Please copy every line below that contains the string "Debug".

___ RECORDS SUPPLIED ___

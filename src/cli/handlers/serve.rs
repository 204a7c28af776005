//! Serve command handler
//!
//! Handles the serve command including dry-run validation and server startup.

use crate::config::settings::Settings;
use crate::error::AppResult;
use crate::server::Server;

pub struct ServeCommandHandler {
    config: Settings,
}

impl ServeCommandHandler {
    pub fn new(config: Settings) -> Self {
        Self { config }
    }

    /// Run the server until shutdown, or only validate when `dry_run` is set.
    pub async fn execute(self, dry_run: bool) -> AppResult<()> {
        if dry_run {
            return self.validate_only();
        }
        Server::new(self.config).run().await?;
        Ok(())
    }

    /// Validate configuration without starting the server
    pub fn validate_only(&self) -> AppResult<()> {
        self.config.validate()?;
        let logger = self.config.logger.clone().into_logger_config()?;

        println!("✓ Configuration is valid");
        println!("✓ Server would bind to: {}", self.config.server.address());
        println!(
            "✓ Browser: {} ({}x{})",
            if self.config.scraper.headless { "headless" } else { "headed" },
            self.config.scraper.window_width,
            self.config.scraper.window_height
        );
        println!(
            "✓ Pagination: up to {} pages, {}ms settle delay",
            self.config.scraper.max_pages, self.config.scraper.settle_delay_ms
        );
        if self.config.export.persist {
            println!("✓ Exports are kept in: {}", self.config.export.directory);
        }
        println!(
            "✓ Logger configuration is valid (level {}, file output {})",
            logger.level,
            if logger.file.enabled { "on" } else { "off" }
        );

        println!("Dry run completed successfully - configuration is ready for deployment");
        Ok(())
    }

    pub fn config(&self) -> &Settings {
        &self.config
    }
}
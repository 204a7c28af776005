//! Request ID middleware for request tracing.

use axum::{
    extract::Request,
    http::{HeaderName, HeaderValue},
    middleware::Next,
    response::Response,
};
use uuid::Uuid;

/// Header name for request ID.
pub const REQUEST_ID_HEADER: &str = "x-request-id";

/// Request ID stored in request extensions for downstream access.
#[derive(Clone, Debug)]
pub struct RequestId(pub String);

/// Reuses an incoming `X-Request-ID` or generates a UUID v4, stores it in
/// the request extensions and echoes it on the response.
pub async fn request_id_middleware(mut request: Request, next: Next) -> Response {
    let request_id = request
        .headers()
        .get(REQUEST_ID_HEADER)
        .and_then(|v| v.to_str().ok())
        .map(String::from)
        .unwrap_or_else(|| Uuid::new_v4().to_string());

    request
        .extensions_mut()
        .insert(RequestId(request_id.clone()));

    let mut response = next.run(request).await;

    if let Ok(value) = HeaderValue::from_str(&request_id) {
        response
            .headers_mut()
            .insert(HeaderName::from_static(REQUEST_ID_HEADER), value);
    }

    response
}
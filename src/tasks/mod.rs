pub mod error;
pub mod export;
pub mod orchestrator;
pub mod store;
pub mod types;

pub use error::{TaskError, TaskResult};
pub use export::{ExportOptions, TabularExport};
pub use orchestrator::TaskOrchestrator;
pub use store::{TaskSlot, TaskStore};
pub use types::{TaskState, TaskStatus, TaskView};
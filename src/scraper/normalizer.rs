//! Shared building blocks for the per-site record normalizers.
//!
//! Everything here is pure: the scrape timestamp is an input, so the same raw
//! listing always normalizes to the same records.

use serde::{Deserialize, Serialize};

/// Per-invocation normalization switches.
#[derive(Debug, Clone, Copy, Default, PartialEq, Eq, Serialize, Deserialize)]
pub struct NormalizeOptions {
    /// Emit one record per combination of multi-valued fields instead of a
    /// single record with joined values. Changes the row count, so it is
    /// never on by default.
    #[serde(default)]
    pub expand_multi: bool,
}

/// Inputs fixed for the whole run.
#[derive(Debug, Clone, PartialEq, Eq)]
pub struct NormalizeContext {
    pub options: NormalizeOptions,
    pub scraped_at: String,
    /// Page the listing was read from; used when a row carries no link.
    pub page_url: String,
}

/// Split a field that packs several values with `;` or `,`.
pub fn split_multi(value: &str) -> Vec<String> {
    value
        .split([';', ','])
        .map(str::trim)
        .filter(|part| !part.is_empty())
        .map(str::to_string)
        .collect()
}

/// Join values with `"; "`, dropping repeats but keeping first-seen order.
pub fn join_unique(parts: &[String]) -> String {
    let mut seen: Vec<&str> = Vec::with_capacity(parts.len());
    for part in parts {
        if !seen.contains(&part.as_str()) {
            seen.push(part);
        }
    }
    seen.join("; ")
}

/// Canonical single-string form of a multi-valued field. Falls back to the
/// raw value when nothing survives the split.
pub fn normalize_multi(value: &str) -> String {
    let parts = split_multi(value);
    if parts.is_empty() {
        value.trim().to_string()
    } else {
        join_unique(&parts)
    }
}

/// Cartesian product of two value lists, in row-major order.
pub fn cartesian(left: &[String], right: &[String]) -> Vec<(String, String)> {
    left.iter()
        .flat_map(|l| right.iter().map(move |r| (l.clone(), r.clone())))
        .collect()
}

/// Collapse internal whitespace runs to single spaces.
pub fn clean_text(value: &str) -> String {
    value.split_whitespace().collect::<Vec<_>>().join(" ")
}
//! Scrape submission, status polling and CSV download.

use axum::{
    Json, Router,
    extract::{Path, State},
    http::header,
    response::{IntoResponse, Response},
    routing::{get, post},
};
use uuid::Uuid;

use crate::api::dto::{ScrapeRequest, ScrapeResponse, SitesResponse};
use crate::error::{AppError, AppResult};
use crate::state::AppState;
use crate::tasks::TaskView;
use crate::utils::ValidatedJson;

/// Routes mounted under `/api`.
pub fn scrape_routes() -> Router<AppState> {
    Router::new()
        .route("/scrape", post(start_scrape))
        .route("/status/{task_id}", get(task_status))
        .route("/download/{task_id}", get(download_results))
        .route("/sites", get(list_sites))
}

/// POST /api/scrape
async fn start_scrape(
    State(state): State<AppState>,
    ValidatedJson(req): ValidatedJson<ScrapeRequest>,
) -> AppResult<Json<ScrapeResponse>> {
    let company = req.company.trim();
    if company.is_empty() {
        return Err(AppError::Validation {
            field: "company".to_string(),
            reason: "Company name is required".to_string(),
        });
    }

    let task_id = state
        .orchestrator
        .submit(company, req.normalize_options())?;
    Ok(Json(ScrapeResponse::started(task_id)))
}

/// GET /api/status/{task_id}
async fn task_status(
    State(state): State<AppState>,
    Path(task_id): Path<String>,
) -> AppResult<Json<TaskView>> {
    let task_id = parse_task_id(&task_id)?;
    Ok(Json(state.orchestrator.query(task_id)?))
}

/// GET /api/download/{task_id}
async fn download_results(
    State(state): State<AppState>,
    Path(task_id): Path<String>,
) -> AppResult<Response> {
    let task_id = parse_task_id(&task_id)?;
    let export = state.orchestrator.materialize(task_id).await?;
    tracing::info!(%task_id, rows = export.rows, file = %export.file_name, "Serving export");

    let disposition = format!("attachment; filename=\"{}\"", export.file_name);
    Ok((
        [
            (header::CONTENT_TYPE, "text/csv; charset=utf-8".to_string()),
            (header::CONTENT_DISPOSITION, disposition),
        ],
        export.bytes,
    )
        .into_response())
}

/// GET /api/sites
async fn list_sites(State(state): State<AppState>) -> Json<SitesResponse> {
    let sites = state
        .orchestrator
        .list_sites()
        .into_iter()
        .map(str::to_string)
        .collect();
    Json(SitesResponse { sites })
}

/// Malformed ids get the same answer as ids that were never issued.
fn parse_task_id(raw: &str) -> AppResult<Uuid> {
    raw.parse::<Uuid>().map_err(|_| AppError::NotFound {
        entity: "task".to_string(),
        field: "task_id".to_string(),
        value: raw.to_string(),
        message: format!("Invalid task ID: {raw}"),
    })
}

___

### YOUR SOLUTION:
#[derive(Clone, Debug)]
#[derive(Debug, Clone, Copy, Default, PartialEq, Eq, Serialize, Deserialize)]
#[derive(Debug, Clone, PartialEq, Eq)]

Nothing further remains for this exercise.